My mother had shaken John Wayne's hand and that was about all. He was making arrangements for his upcoming movie,
The Conqueror
, in which he would play Genghis Khan and tempt Susan Hayward with his made-up almond eyes. It would be filmed not far from our ranch and he wanted to look things over, make some plans for his sons who would accompany him. Someone had given him a cup of coffee. My mother remembered Wayne stirring in two teaspoons of sugar and drinking the coffee so slowly that it had to be ice cold when he got to the bottom. He nodded his head shyly when they were introduced, stood up out of his chair and extended his hand, and she could see that he was a big sensitive meatblock of a man.

Sometimes in panic and in trying to protect our life, my mother forgot things about the movies: the sweet temperate nature of John Wayne, the way Milo de Rossi had written my father a large check for his and my mother's hospitality and it was that very check that gave us Christmas that year. My mother unwrapped her dream of a sewing machine and cried on and off all day.

A mother's intuition is seldom wrong and my mother's was always right about her babies. If she was mostly right about Milo de Rossi, she was absolutely right about that cloud. We had to find shelter.

She had taken only two steps off the road—toward a feeble overhang in the rocks—when she heard the long frantic blasts of a horn. My father, like a man driven by deep stinging forces that we couldn't understand, had ingeniously spliced the ignition on the old Dodge flatbed and gunned his way to find us. His puzzlement and fear had grown by leaps as he found first the suitcase in the road and then the abandoned stroller.

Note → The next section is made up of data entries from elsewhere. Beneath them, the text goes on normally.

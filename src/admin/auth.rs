use axum::{
    body::Body,
    extract::State,
    http::{header, Request, StatusCode},
    middleware::Next,
    response::Response,
};

use crate::admin::AdminState;

/// Require `Authorization: Bearer <api key>` on every admin route.
pub async fn admin_auth_middleware(
    State(state): State<AdminState>,
    request: Request<Body>,
    next: Next,
) -> Result<Response, StatusCode> {
    let token = request
        .headers()
        .get(header::AUTHORIZATION)
        .and_then(|h| h.to_str().ok())
        .and_then(|v| v.strip_prefix("Bearer "));

    match token {
        Some(token) if constant_time_eq(token.as_bytes(), state.api_key.as_bytes()) => {
            Ok(next.run(request).await)
        }
        _ => {
            tracing::warn!(path = %request.uri().path(), "Rejected admin request");
            Err(StatusCode::UNAUTHORIZED)
        }
    }
}

fn constant_time_eq(a: &[u8], b: &[u8]) -> bool {
    if a.len() != b.len() {
        return false;
    }
    a.iter().zip(b).fold(0u8, |acc, (x, y)| acc | (x ^ y)) == 0
}

#[cfg(test)]
mod tests {
    use super::*;

    #[test]
    fn test_constant_time_eq() {
        assert!(constant_time_eq(b"secret", b"secret"));
        assert!(!constant_time_eq(b"secret", b"secreT"));
        assert!(!constant_time_eq(b"secret", b"secret2"));
    }
}
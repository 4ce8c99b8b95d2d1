//! Per-request analytics events.
//!
//! # Responsibilities
//! - Describe the outcome of each request as one event
//! - Hand events to an external sink without ever blocking a request
//!
//! # Design Decisions
//! - `emit` is synchronous: try-send into a bounded queue, drop when full
//! - A single worker drains the queue into the sink
//! - Sink failures are logged and discarded

use std::sync::Arc;
use std::time::{Duration, SystemTime, UNIX_EPOCH};

use async_trait::async_trait;
use serde::Serialize;
use tokio::sync::{broadcast, mpsc};

use crate::config::{AnalyticsConfig, AnalyticsSinkKind};
use crate::observability::metrics;

#[derive(Debug, Clone, Copy, PartialEq, Eq, Serialize)]
#[serde(rename_all = "snake_case")]
pub enum EventKind {
    CacheHit,
    OriginSuccess,
    OriginError,
    RateLimited,
    Error,
}

impl EventKind {
    pub fn as_str(&self) -> &'static str {
        match self {
            EventKind::CacheHit => "cache_hit",
            EventKind::OriginSuccess => "origin_success",
            EventKind::OriginError => "origin_error",
            EventKind::RateLimited => "rate_limited",
            EventKind::Error => "error",
        }
    }
}

#[derive(Debug, Clone, PartialEq, Eq, Serialize)]
#[serde(rename_all = "camelCase")]
pub struct AnalyticsEvent {
    pub event_kind: EventKind,
    pub path: String,
    pub country_code: String,
    pub user_agent: String,
    pub duration_ms: u64,
    #[serde(skip_serializing_if = "Option::is_none")]
    pub status: Option<u16>,
    pub request_id: String,
    /// Milliseconds since the Unix epoch.
    pub timestamp: u64,
}

impl AnalyticsEvent {
    pub fn now(
        event_kind: EventKind,
        path: impl Into<String>,
        country_code: impl Into<String>,
        user_agent: impl Into<String>,
        duration: Duration,
    ) -> Self {
        Self {
            event_kind,
            path: path.into(),
            country_code: country_code.into(),
            user_agent: user_agent.into(),
            duration_ms: duration.as_millis() as u64,
            status: None,
            request_id: String::new(),
            timestamp: SystemTime::now()
                .duration_since(UNIX_EPOCH)
                .unwrap_or_default()
                .as_millis() as u64,
        }
    }

    pub fn with_status(mut self, status: u16) -> Self {
        self.status = Some(status);
        self
    }

    pub fn with_request_id(mut self, request_id: impl Into<String>) -> Self {
        self.request_id = request_id.into();
        self
    }
}

#[derive(Debug, thiserror::Error)]
pub enum SinkError {
    #[error("delivery failed: {0}")]
    Delivery(#[from] reqwest::Error),

    #[error("sink rejected event with status {0}")]
    Rejected(u16),
}

/// Destination for analytics events.
#[async_trait]
pub trait EventSink: Send + Sync {
    async fn deliver(&self, event: &AnalyticsEvent) -> Result<(), SinkError>;
}

/// Writes each event as a structured log line.
#[derive(Debug, Default)]
pub struct LogSink;

#[async_trait]
impl EventSink for LogSink {
    async fn deliver(&self, event: &AnalyticsEvent) -> Result<(), SinkError> {
        tracing::info!(
            target: "edge_gateway::analytics",
            kind = event.event_kind.as_str(),
            path = %event.path,
            country = %event.country_code,
            user_agent = %event.user_agent,
            duration_ms = event.duration_ms,
            status = ?event.status,
            request_id = %event.request_id,
            "request event"
        );
        Ok(())
    }
}

/// POSTs each event as JSON to an ingestion endpoint.
#[derive(Debug)]
pub struct HttpSink {
    client: reqwest::Client,
    endpoint: String,
}

impl HttpSink {
    pub fn new(endpoint: impl Into<String>, timeout: Duration) -> Result<Self, SinkError> {
        let client = reqwest::Client::builder().timeout(timeout).build()?;
        Ok(Self {
            client,
            endpoint: endpoint.into(),
        })
    }
}

#[async_trait]
impl EventSink for HttpSink {
    async fn deliver(&self, event: &AnalyticsEvent) -> Result<(), SinkError> {
        let response = self.client.post(&self.endpoint).json(event).send().await?;
        if !response.status().is_success() {
            return Err(SinkError::Rejected(response.status().as_u16()));
        }
        Ok(())
    }
}

/// Cheap, cloneable handle used by request handlers.
#[derive(Debug, Clone)]
pub struct AnalyticsEmitter {
    tx: Option<mpsc::Sender<AnalyticsEvent>>,
}

impl AnalyticsEmitter {
    /// An emitter that discards everything.
    pub fn disabled() -> Self {
        Self { tx: None }
    }

    /// Create an emitter and the worker that feeds `sink`.
    pub fn new(sink: Arc<dyn EventSink>, capacity: usize) -> (Self, AnalyticsWorker) {
        let (tx, rx) = mpsc::channel(capacity.max(1));
        (Self { tx: Some(tx) }, AnalyticsWorker { rx, sink })
    }

    /// Build the emitter described by the analytics config.
    pub fn from_config(config: &AnalyticsConfig) -> Result<(Self, Option<AnalyticsWorker>), SinkError> {
        if !config.enabled {
            return Ok((Self::disabled(), None));
        }
        let sink: Arc<dyn EventSink> = match (config.sink, config.endpoint.as_deref()) {
            (AnalyticsSinkKind::Http, Some(endpoint)) => Arc::new(HttpSink::new(
                endpoint,
                Duration::from_millis(config.timeout_ms),
            )?),
            _ => Arc::new(LogSink),
        };
        let (emitter, worker) = Self::new(sink, config.queue_capacity);
        Ok((emitter, Some(worker)))
    }

    /// Queue an event. Never blocks and never fails the caller.
    pub fn emit(&self, event: AnalyticsEvent) {
        let Some(tx) = &self.tx else {
            return;
        };
        if let Err(e) = tx.try_send(event) {
            metrics::record_analytics_dropped();
            tracing::debug!(error = %e, "Analytics event dropped");
        }
    }
}

/// Drains queued events into the sink.
pub struct AnalyticsWorker {
    rx: mpsc::Receiver<AnalyticsEvent>,
    sink: Arc<dyn EventSink>,
}

impl AnalyticsWorker {
    pub async fn run(mut self, mut shutdown: broadcast::Receiver<()>) {
        loop {
            tokio::select! {
                event = self.rx.recv() => match event {
                    Some(event) => self.deliver(event).await,
                    None => break,
                },
                _ = shutdown.recv() => {
                    self.rx.close();
                    while let Some(event) = self.rx.recv().await {
                        self.deliver(event).await;
                    }
                    break;
                }
            }
        }
        tracing::debug!("Analytics worker stopped");
    }

    async fn deliver(&self, event: AnalyticsEvent) {
        if let Err(e) = self.sink.deliver(&event).await {
            metrics::record_background_failure("analytics");
            tracing::warn!(error = %e, kind = event.event_kind.as_str(), "Analytics delivery failed");
        }
    }
}

#[cfg(test)]
pub(crate) mod tests {
    use super::*;
    use std::sync::Mutex;

    /// Collects events in memory.
    #[derive(Default)]
    pub struct MemorySink {
        pub events: Mutex<Vec<AnalyticsEvent>>,
    }

    #[async_trait]
    impl EventSink for MemorySink {
        async fn deliver(&self, event: &AnalyticsEvent) -> Result<(), SinkError> {
            self.events.lock().unwrap().push(event.clone());
            Ok(())
        }
    }

    struct FailingSink;

    #[async_trait]
    impl EventSink for FailingSink {
        async fn deliver(&self, _event: &AnalyticsEvent) -> Result<(), SinkError> {
            Err(SinkError::Rejected(500))
        }
    }

    fn event(kind: EventKind) -> AnalyticsEvent {
        AnalyticsEvent::now(kind, "/", "DE", "test", Duration::from_millis(3))
    }

    #[tokio::test]
    async fn test_events_reach_sink() {
        let sink = Arc::new(MemorySink::default());
        let (emitter, worker) = AnalyticsEmitter::new(sink.clone(), 8);
        let (shutdown_tx, shutdown_rx) = broadcast::channel(1);
        let handle = tokio::spawn(worker.run(shutdown_rx));

        emitter.emit(event(EventKind::CacheHit));
        emitter.emit(event(EventKind::OriginError).with_status(502));
        shutdown_tx.send(()).unwrap();
        handle.await.unwrap();

        let events = sink.events.lock().unwrap();
        assert_eq!(events.len(), 2);
        assert_eq!(events[1].status, Some(502));
    }

    #[tokio::test]
    async fn test_full_queue_drops_without_blocking() {
        let sink = Arc::new(MemorySink::default());
        let (emitter, _worker) = AnalyticsEmitter::new(sink, 1);
        emitter.emit(event(EventKind::CacheHit));
        emitter.emit(event(EventKind::CacheHit));
    }

    #[tokio::test]
    async fn test_sink_failure_is_swallowed() {
        let (emitter, worker) = AnalyticsEmitter::new(Arc::new(FailingSink), 4);
        let (shutdown_tx, shutdown_rx) = broadcast::channel(1);
        let handle = tokio::spawn(worker.run(shutdown_rx));
        emitter.emit(event(EventKind::Error));
        shutdown_tx.send(()).unwrap();
        handle.await.unwrap();
    }

    #[test]
    fn test_event_json_shape() {
        let json = serde_json::to_value(event(EventKind::RateLimited).with_request_id("abc")).unwrap();
        assert_eq!(json["eventKind"], "rate_limited");
        assert_eq!(json["countryCode"], "DE");
        assert_eq!(json["durationMs"], 3);
        assert_eq!(json["requestId"], "abc");
        assert!(json.get("status").is_none());
    }

    #[test]
    fn test_disabled_emitter_is_noop() {
        AnalyticsEmitter::disabled().emit(event(EventKind::CacheHit));
    }
}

At the sound of the horn my mother turned and scanned the road
behind until finally she could see the grill and the familiar green hood and the brown trail of road dust. She put her arm in the air and waved.

When finally he was next to us, my father opened his door, the engine still running, and came around and opened the other door for us. They didn't say a word, didn't give each other the cool slender glance of people still carrying grudges. With me held closer than ever to her chest, my mother skip-hopped onto the running board and then up onto the seat, looked straight ahead, and waited for my father to slam the door.

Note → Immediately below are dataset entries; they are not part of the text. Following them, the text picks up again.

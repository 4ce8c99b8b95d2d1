//! Admin API.
//!
//! Served on its own listener, behind bearer-token auth. Exposes the
//! strongly-consistent actors (exact counters, sessions) and read-only
//! views of cache and origin health.

pub mod auth;
pub mod handlers;

use std::sync::Arc;
use std::time::Instant;

use axum::{
    middleware,
    routing::{get, post},
    Router,
};

use self::auth::admin_auth_middleware;
use self::handlers::*;
use crate::actor::{CounterRegistry, SessionRegistry};
use crate::cache::CacheManager;
use crate::health::HealthBoard;

#[derive(Clone)]
pub struct AdminState {
    pub api_key: Arc<str>,
    pub cache: Arc<CacheManager>,
    pub health: HealthBoard,
    pub counters: Arc<CounterRegistry>,
    pub sessions: Arc<SessionRegistry>,
    pub started_at: Instant,
}

pub fn router(state: AdminState) -> Router {
    Router::new()
        .route("/admin/status", get(get_status))
        .route("/admin/origins", get(get_origins))
        .route("/admin/cache", get(get_cache))
        .route("/admin/counters/{identity}", post(increment_counter))
        .route("/admin/sessions", post(create_session))
        .route("/admin/sessions/{id}", get(validate_session))
        .layer(middleware::from_fn_with_state(state.clone(), admin_auth_middleware))
        .with_state(state)
}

My father, of course, thought she was coming back for him. He couldn't stand two hours without her and he thought she felt the same, and in a while she did. But at the moment when she had jumped into the truck, she was all mother, all pounding heart, and she didn't for one second analyze our escape.

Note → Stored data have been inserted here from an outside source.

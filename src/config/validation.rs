//! Configuration validation.
//!
//! # Responsibilities
//! - Semantic validation (serde handles syntactic)
//! - Validate value ranges (timeouts > 0, limits > 0)
//! - Check origin URLs and reserved prefixes
//!
//! # Design Decisions
//! - Returns all validation errors, not just first
//! - Validation is pure function: GatewayConfig → Result<(), Vec<ValidationError>>
//! - Runs before config is accepted into the system

use std::fmt;

use url::Url;

use crate::config::schema::{AnalyticsSinkKind, GatewayConfig, TierLimit, PLACEHOLDER_ADMIN_KEY};

/// A single semantic problem, tagged with the offending field path.
#[derive(Debug, Clone, PartialEq, Eq)]
pub struct ValidationError {
    pub field: String,
    pub message: String,
}

impl ValidationError {
    fn new(field: impl Into<String>, message: impl Into<String>) -> Self {
        Self {
            field: field.into(),
            message: message.into(),
        }
    }
}

impl fmt::Display for ValidationError {
    fn fmt(&self, f: &mut fmt::Formatter<'_>) -> fmt::Result {
        write!(f, "{}: {}", self.field, self.message)
    }
}

pub fn validate_config(config: &GatewayConfig) -> Result<(), Vec<ValidationError>> {
    let mut errors = Vec::new();

    check_url(&config.origins.primary_url, "origins.primary_url", &["http"], &mut errors);
    check_url(&config.origins.failover_url, "origins.failover_url", &["http"], &mut errors);
    if config.origins.timeout_ms == 0 {
        errors.push(ValidationError::new("origins.timeout_ms", "must be greater than 0"));
    }
    if config.origins.connect_timeout_ms == 0 {
        errors.push(ValidationError::new(
            "origins.connect_timeout_ms",
            "must be greater than 0",
        ));
    }

    if config.listener.max_body_size == 0 {
        errors.push(ValidationError::new("listener.max_body_size", "must be greater than 0"));
    }
    if !matches!(config.listener.public_scheme.as_str(), "http" | "https") {
        errors.push(ValidationError::new(
            "listener.public_scheme",
            "must be \"http\" or \"https\"",
        ));
    }

    for (i, policy) in config.cache.policies.iter().enumerate() {
        if policy.content_type_prefix.trim().is_empty() {
            errors.push(ValidationError::new(
                format!("cache.policies[{}].content_type_prefix", i),
                "must not be empty",
            ));
        }
    }
    if config.cache.enabled && config.cache.max_entries == 0 {
        errors.push(ValidationError::new("cache.max_entries", "must be greater than 0"));
    }

    if config.rate_limit.enabled {
        check_tier(&config.rate_limit.default, "rate_limit.default", &mut errors);
        check_tier(&config.rate_limit.api.limit, "rate_limit.api", &mut errors);
        check_tier(&config.rate_limit.auth.limit, "rate_limit.auth", &mut errors);
        for (name, rule) in [("api", &config.rate_limit.api), ("auth", &config.rate_limit.auth)] {
            if !rule.path_prefix.starts_with('/') {
                errors.push(ValidationError::new(
                    format!("rate_limit.{}.path_prefix", name),
                    "must start with '/'",
                ));
            }
        }
    }

    if config.static_assets.enabled {
        let prefix = &config.static_assets.path_prefix;
        if !prefix.starts_with('/') || !prefix.ends_with('/') || prefix.len() < 3 {
            errors.push(ValidationError::new(
                "static_assets.path_prefix",
                "must start and end with '/' and name a directory",
            ));
        }
        if config.static_assets.root.is_none() {
            errors.push(ValidationError::new(
                "static_assets.root",
                "required when static assets are enabled",
            ));
        }
    }

    if config.health_check.enabled {
        if config.health_check.interval_secs == 0 {
            errors.push(ValidationError::new(
                "health_check.interval_secs",
                "must be greater than 0",
            ));
        }
        if config.health_check.timeout_secs == 0 {
            errors.push(ValidationError::new(
                "health_check.timeout_secs",
                "must be greater than 0",
            ));
        }
        if !config.health_check.path.starts_with('/') {
            errors.push(ValidationError::new("health_check.path", "must start with '/'"));
        }
    }

    if config.analytics.enabled {
        if config.analytics.queue_capacity == 0 {
            errors.push(ValidationError::new(
                "analytics.queue_capacity",
                "must be greater than 0",
            ));
        }
        if config.analytics.sink == AnalyticsSinkKind::Http {
            match config.analytics.endpoint.as_deref() {
                None => errors.push(ValidationError::new(
                    "analytics.endpoint",
                    "required for the http sink",
                )),
                Some(endpoint) => {
                    check_url(endpoint, "analytics.endpoint", &["http", "https"], &mut errors)
                }
            }
        }
    }

    if config.admin.enabled && (config.admin.api_key.is_empty() || config.admin.api_key == PLACEHOLDER_ADMIN_KEY) {
        errors.push(ValidationError::new(
            "admin.api_key",
            "must be set to a non-placeholder value when admin is enabled",
        ));
    }

    if errors.is_empty() {
        Ok(())
    } else {
        Err(errors)
    }
}

/// Origins are reached over plain HTTP; TLS terminates in front of them.
fn check_url(value: &str, field: &str, schemes: &[&str], errors: &mut Vec<ValidationError>) {
    match Url::parse(value) {
        Ok(url) if schemes.contains(&url.scheme()) && url.host_str().is_some() => {}
        Ok(_) => errors.push(ValidationError::new(
            field,
            format!("must be a {} URL with a host", schemes.join("/")),
        )),
        Err(e) => errors.push(ValidationError::new(field, format!("invalid URL: {}", e))),
    }
}

fn check_tier(limit: &TierLimit, field: &str, errors: &mut Vec<ValidationError>) {
    if limit.max_requests == 0 {
        errors.push(ValidationError::new(
            format!("{}.max_requests", field),
            "must be greater than 0",
        ));
    }
    if limit.window_secs == 0 {
        errors.push(ValidationError::new(
            format!("{}.window_secs", field),
            "must be greater than 0",
        ));
    }
}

We drove back to the house while behind us, in the valley to the west, in the very spot where
The Conqueror
would be filmed the next year, the cloud unloaded sheer white dust and here and there glassy particles that would end up driving the cameramen wild, sudden glints and glarings appearing in the uncut footage. Sitting in the truck that day, we didn't know it, but my father would be there at that filming, too, maybe not a star but at least an extra. For weeks, dressed in blousy pants and wearing snow boots, he was destined to ride a skittish buckskin a hundred times across the same stretch of red sand until someone finally yelled that they had a take.

My father, glad to have his wife and daughter back that day, drove carefully and watched in his rearview mirror; my mother kept turning around. They didn't know exactly what they were seeing back there, but they were spooked, and in no time she had slid across the seat and partnered back up with him. The cloud hung low for a while and didn't seem to move. Beneath it, wind and dust and fallout created a turbulent hothouse that we could see and would hear about on the radio the next day.

Maybe to calm herself, my mother started—right there in the truck—by kissing my father's cheek, even though it was a little too smooth for her taste, a little too much like a young James Stewart's. Then things fell into place: a kiss, a hug, my mother's skirt coming up over her legs.